14. Model-Eliciting Activities Nature of MEAs: • Realistic problems with a client • Require team of problem solvers • Product is the process for solving the problem • End product is a model that the client can use

15. Motivation for Using MEAs • How MEAs Have Helped • Framework for constructing highly open-ended realistic problems • Require model development • Support development of teaming and communication skills • Meaningful contexts for students • Increase student engagement: addressing diversity and under-represented populations

16. Paper Airplane Contest MEA Who was the client? What did the client need? How did your team go about meeting that need?

17. MEA Design Principles • Model-Construction • Description: Ensures the activity requires the construction of an explicit description, explanation, or procedure for a mathematically significant situation • What is a model? • Elements • Relationships among elements • Operations that describe how elements interact What models are the students developing when they solve this MEA?

18. MEA Design Principles • Reality • Description: Requires the activity be posed in a realistic engineering context and be designed so that the students can interpret the activity meaningfully from their different levels of ability and general knowledge. • Realistic contexts are constructed by: • Gathering information from actual sources • Making simplifying assumptions when information is conflicting, missing, or difficult for students to use What knowledge do students bring to this problem?

19. MEA Design Principles • Self-Assessment • Description: Ensures that the activity contains criteria students can identify and use to test and revise their current ways of thinking • Students recognize the need for model • Students use the client’s criteria to inform refinements to their model • Students must judge for themselves when they have met the client’s needs What is provided in this MEA that students can use to test their ways of thinking?

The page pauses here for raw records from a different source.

// Copyright 2024 The ChromiumOS Authors
// Use of this source code is governed by a BSD-style license that can be
// found in the LICENSE file.

//! A VI capture channel.
//!
//! A channel owns the capture registers of one or more CSI ports, a frame-start and a
//! memory-write-ack syncpoint per port, and the media pipeline feeding it. Buffers move from the
//! capture queue to the inflight queue through the capture thread, then back to the user through
//! the release thread. See the crate documentation for an overview of a capture.

mod capture;
mod recovery;
mod worker;

use std::sync::atomic::AtomicBool;
use std::sync::atomic::AtomicU32;
use std::sync::atomic::Ordering;
use std::sync::Arc;
use std::sync::Mutex;
use std::sync::MutexGuard;
use std::sync::PoisonError;
use std::sync::RwLock;
use std::sync::RwLockReadGuard;
use std::sync::RwLockWriteGuard;

use enumn::N;
use thiserror::Error;
use v4l2r::bindings;
use v4l2r::bindings::v4l2_fmtdesc;
use v4l2r::bindings::v4l2_pix_format;
use v4l2r::QueueType;

use crate::buffer::BufferState;
use crate::buffer::FrameBuffer;
use crate::config::ChannelConfig;
use crate::config::ConfigError;
use crate::format::default_format;
use crate::format::find_by_code;
use crate::format::Alignment;
use crate::format::ChannelFormat;
use crate::format::FormatSet;
use crate::format::MbusFormat;
use crate::format::VideoFormat;
use crate::format::TEGRA_DEF_HEIGHT;
use crate::format::TEGRA_DEF_WIDTH;
use crate::queue::BufferQueue;
use crate::regs::CG_ENABLE;
use crate::regs::VI_CG_CTRL;
use crate::sensor::PropertyBlock;
use crate::sensor::SensorProperties;
use crate::syncpt::SyncpointError;
use crate::syncpt::SyncpointId;
use crate::syncpt::SyncpointPool;
use crate::syncpt::SyncptFifo;
use crate::BufferDoneSink;
use crate::CsiChannel;
use crate::IoctlResult;
use crate::Subdevice;
use crate::ViRegisters;
use crate::ENOIOCTLCMD;

use worker::FreezeGate;
use worker::Workers;

/// Largest value accepted by [`ChannelControl::HeightAlign`].
pub const MAX_HEIGHT_ALIGN: u32 = 16;

/// Outcome of the last frame the capture thread started.
#[derive(Debug, Clone, Copy, PartialEq, Eq, N)]
#[repr(u32)]
pub enum CaptureState {
    Idle = 0,
    Good = 1,
    Error = 2,
    Timeout = 3,
}

/// Controls exposed by a channel.
#[derive(Debug, Clone, Copy, PartialEq, Eq)]
pub enum ChannelControl {
    /// Write frames in the ISP format, i.e. without bypassing the pixel transform.
    WriteIspFormat(bool),
    /// Height alignment of the allocated surfaces, in lines, between 1 and [`MAX_HEIGHT_ALIGN`].
    HeightAlign(u32),
    /// Alignment of the image size, in bytes.
    SizeAlign(u32),
}

#[derive(Debug, Error)]
pub enum ChannelError {
    #[error("invalid channel configuration: {0}")]
    InvalidConfig(#[from] ConfigError),
    #[error("failed to allocate syncpoints: {0}")]
    Syncpoint(#[from] SyncpointError),
    #[error("failed to spawn {0} thread: {1}")]
    ThreadSpawn(&'static str, std::io::Error),
    #[error("channel is already streaming")]
    AlreadyStreaming,
}

/// Syncpoints of one port of the channel.
#[derive(Debug, Clone, Copy)]
struct PortSyncpts {
    frame_start: SyncpointId,
    mw_ack_done: SyncpointId,
}

/// Allocates the syncpoints of `num_ports` ports, returning the ones already allocated to the
/// pool if it runs out.
fn alloc_syncpts(
    pool: &SyncpointPool,
    num_ports: usize,
) -> Result<Vec<PortSyncpts>, SyncpointError> {
    let mut syncpts: Vec<PortSyncpts> = Vec::with_capacity(num_ports);
    let release = |syncpts: &[PortSyncpts]| {
        for s in syncpts {
            pool.put(s.frame_start);
            pool.put(s.mw_ack_done);
        }
    };

    for _ in 0..num_ports {
        let frame_start = match pool.alloc() {
            Ok(id) => id,
            Err(e) => {
                release(&syncpts);
                return Err(e);
            }
        };
        let mw_ack_done = match pool.alloc() {
            Ok(id) => id,
            Err(e) => {
                pool.put(frame_start);
                release(&syncpts);
                return Err(e);
            }
        };
        syncpts.push(PortSyncpts {
            frame_start,
            mw_ack_done,
        });
    }

    Ok(syncpts)
}

/// Builds the set of formats the source sub-device can produce, and returns it along with the
/// initial format of the channel and its dimensions.
fn discover_formats(
    subdevs: &[Box<dyn Subdevice>],
) -> (FormatSet, &'static VideoFormat, u32, u32) {
    let mut formats = FormatSet::default();
    let source = subdevs.last();

    if let Some(source) = source {
        for code in (0..).map_while(|index| source.enum_mbus_code(index)) {
            for format in find_by_code(code) {
                formats.insert(format);
            }
        }
    }
    if formats.is_empty() {
        log::debug!("no supported media bus code reported, using the default format");
        formats.insert(default_format());
    }

    let first = formats.nth(0).unwrap_or_else(default_format);
    match source.map(|source| source.get_fmt()) {
        Some(Ok(active)) => {
            let vfmt = find_by_code(active.code)
                .find(|f| formats.get(f.fourcc).is_some())
                .unwrap_or(first);
            (formats, vfmt, active.width, active.height)
        }
        _ => (formats, first, TEGRA_DEF_WIDTH, TEGRA_DEF_HEIGHT),
    }
}

/// State only touched by the capture thread, or by the control plane once the capture thread is
/// stopped.
#[derive(Debug, Default)]
struct Producer {
    /// Restart version the hardware was last set up for.
    capture_version: u32,
    fifo: SyncptFifo,
}

/// Part of the channel shared with the worker threads.
///
/// Locks are taken in this order: the control lock of [`Channel`], `producer`, `format`,
/// `subdevs`.
struct ChannelInner<R, C, S> {
    config: ChannelConfig,
    regs: R,
    csi: C,
    sink: S,
    pool: Arc<SyncpointPool>,
    /// One entry per configured port.
    syncpts: Vec<PortSyncpts>,
    /// Media pipeline, ordered from the sub-device closest to the VI to the source.
    subdevs: Mutex<Vec<Box<dyn Subdevice>>>,
    formats: FormatSet,
    format: RwLock<ChannelFormat>,
    sensor: Option<SensorProperties>,
    write_ispformat: AtomicBool,

    capture_queue: BufferQueue,
    inflight: BufferQueue,
    producer: Mutex<Producer>,
    capture_state: AtomicU32,
    /// Bumped every time the hardware needs to be reset before the next frame.
    restart_version: AtomicU32,
    /// Whether the sub-devices are currently streaming.
    streaming: AtomicBool,
    sequence: AtomicU32,
    stop_capture: AtomicBool,
    stop_release: AtomicBool,
    freeze: FreezeGate,
}

impl<R, C, S> ChannelInner<R, C, S> {
    fn producer(&self) -> MutexGuard<Producer> {
        self.producer.lock().unwrap_or_else(PoisonError::into_inner)
    }

    fn subdevs(&self) -> MutexGuard<Vec<Box<dyn Subdevice>>> {
        self.subdevs.lock().unwrap_or_else(PoisonError::into_inner)
    }

    fn format_ref(&self) -> RwLockReadGuard<ChannelFormat> {
        self.format.read().unwrap_or_else(PoisonError::into_inner)
    }

    fn format_mut(&self) -> RwLockWriteGuard<ChannelFormat> {
        self.format.write().unwrap_or_else(PoisonError::into_inner)
    }

    /// Returns a copy of the current format.
    fn format(&self) -> ChannelFormat {
        *self.format_ref()
    }

    fn capture_state(&self) -> CaptureState {
        CaptureState::n(self.capture_state.load(Ordering::SeqCst)).unwrap_or(CaptureState::Idle)
    }

    fn set_capture_state(&self, state: CaptureState) {
        self.capture_state.store(state as u32, Ordering::SeqCst);
    }

    /// Returns the index, physical port and syncpoints of the first `valid_ports` ports.
    fn ports(&self, valid_ports: usize) -> impl Iterator<Item = (usize, u8, PortSyncpts)> + '_ {
        self.config
            .ports
            .iter()
            .zip(&self.syncpts)
            .take(valid_ports)
            .enumerate()
            .map(|(index, (&port, &syncpts))| (index, port, syncpts))
    }
}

20. MEA Design Principles • Model-Documentation • Description: Ensures that the students are required to create some form of documentation that will reveal explicitly how they are thinking about the problem situation What documentation are the students being asked to produce in this MEA?

21. “Thought-Revealing” What can student documentation tell us? What information, relationships, and patterns does the solution (model) take into account? Were appropriate ideas and procedures chosen for dealing with this information? Were any technical errors made in using the preceding ideas and procedures?

22. MEA Design Principles • Model Share-Ability and Re-Usability • Description: Requires students produce solutions that are shareable with others and modifiable for other engineering situations • Biggest challenge for students • Tendency is to create a solution only for the situation as given and only readable by the creators • We are looking for the students to construct a model that: • Someone else can pick up and use • Could be used to solve similar problems • Extent to which students can achieve this can be used in feedback and assessment strategies

23. MEA Design Principles • Effective Prototype • Description: Ensures that the solution generated must provide a useful learning prototype for interpreting other situations • Want the situations or concepts used in creating the model to be useful in future coursework & practice What are the “big” conceptual ideas?

24. Connections to Standards To which standards does this MEA connect? Are there standards to which all MEAs connect? Which ones? How can this help you as a teacher trying to integrate STEM?

25. Historic Hotels Individually: • Read the newspaper article and answer the readiness questions. In your teams: • Read the problem statement and answer the team questions together. • Create a procedure for Mr. Graham • Be prepared to share your solutions in a 2 minute presentation.

26. Representations Revisited • In your groups, jot down your ideas about what representations were elicited in this problem. • How can you as a teacher foster multiple representations on this problem? Translations between representations? • What are the “big” mathematical ideas that are elicited in this problem?

27. Tomorrow • Make sure you bring your curricular materials • We will be exploring many different MEAs and making plans for implementation.